BEGIN Entries provided

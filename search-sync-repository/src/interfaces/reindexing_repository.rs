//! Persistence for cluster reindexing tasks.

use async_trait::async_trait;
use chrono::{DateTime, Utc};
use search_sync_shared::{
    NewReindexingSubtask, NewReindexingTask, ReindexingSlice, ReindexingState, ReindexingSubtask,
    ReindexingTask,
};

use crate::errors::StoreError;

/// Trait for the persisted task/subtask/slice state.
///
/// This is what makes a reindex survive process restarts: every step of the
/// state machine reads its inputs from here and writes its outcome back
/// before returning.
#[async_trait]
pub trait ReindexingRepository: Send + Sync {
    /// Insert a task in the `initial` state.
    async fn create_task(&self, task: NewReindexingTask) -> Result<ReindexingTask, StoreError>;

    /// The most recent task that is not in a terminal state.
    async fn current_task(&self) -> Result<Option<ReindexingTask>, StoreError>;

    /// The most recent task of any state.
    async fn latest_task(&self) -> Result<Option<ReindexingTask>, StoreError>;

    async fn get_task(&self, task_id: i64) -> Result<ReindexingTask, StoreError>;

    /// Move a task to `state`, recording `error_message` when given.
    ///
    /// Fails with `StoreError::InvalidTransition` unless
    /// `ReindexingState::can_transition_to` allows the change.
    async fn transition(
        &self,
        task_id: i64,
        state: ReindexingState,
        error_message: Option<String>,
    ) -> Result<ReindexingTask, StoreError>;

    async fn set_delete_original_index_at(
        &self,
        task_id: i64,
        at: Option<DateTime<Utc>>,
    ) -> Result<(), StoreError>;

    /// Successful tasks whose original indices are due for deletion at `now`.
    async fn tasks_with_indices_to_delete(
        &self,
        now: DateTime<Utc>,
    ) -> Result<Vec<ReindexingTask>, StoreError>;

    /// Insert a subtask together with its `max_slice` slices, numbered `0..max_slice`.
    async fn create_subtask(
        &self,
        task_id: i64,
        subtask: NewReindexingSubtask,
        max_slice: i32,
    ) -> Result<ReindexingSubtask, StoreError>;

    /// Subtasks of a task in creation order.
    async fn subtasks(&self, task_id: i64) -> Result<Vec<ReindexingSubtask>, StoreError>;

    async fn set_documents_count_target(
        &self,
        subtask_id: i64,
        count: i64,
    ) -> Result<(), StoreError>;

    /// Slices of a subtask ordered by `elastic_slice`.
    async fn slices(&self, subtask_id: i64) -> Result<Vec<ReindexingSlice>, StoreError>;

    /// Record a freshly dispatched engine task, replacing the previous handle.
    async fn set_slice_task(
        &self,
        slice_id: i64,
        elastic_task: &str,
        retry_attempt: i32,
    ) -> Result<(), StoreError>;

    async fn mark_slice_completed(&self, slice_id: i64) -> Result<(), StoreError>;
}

END Entries provided

#### [What is being asked]
Copy word for word the stretch of entries above from the line that has "#[async_trait]" through the line that has "a terminal state.", both ends included, and nothing outside it.

#### [Problem solution]
#[async_trait]
pub trait ReindexingRepository: Send + Sync {
    /// Insert a task in the `initial` state.
    async fn create_task(&self, task: NewReindexingTask) -> Result<ReindexingTask, StoreError>;

    /// The most recent task that is not in a terminal state.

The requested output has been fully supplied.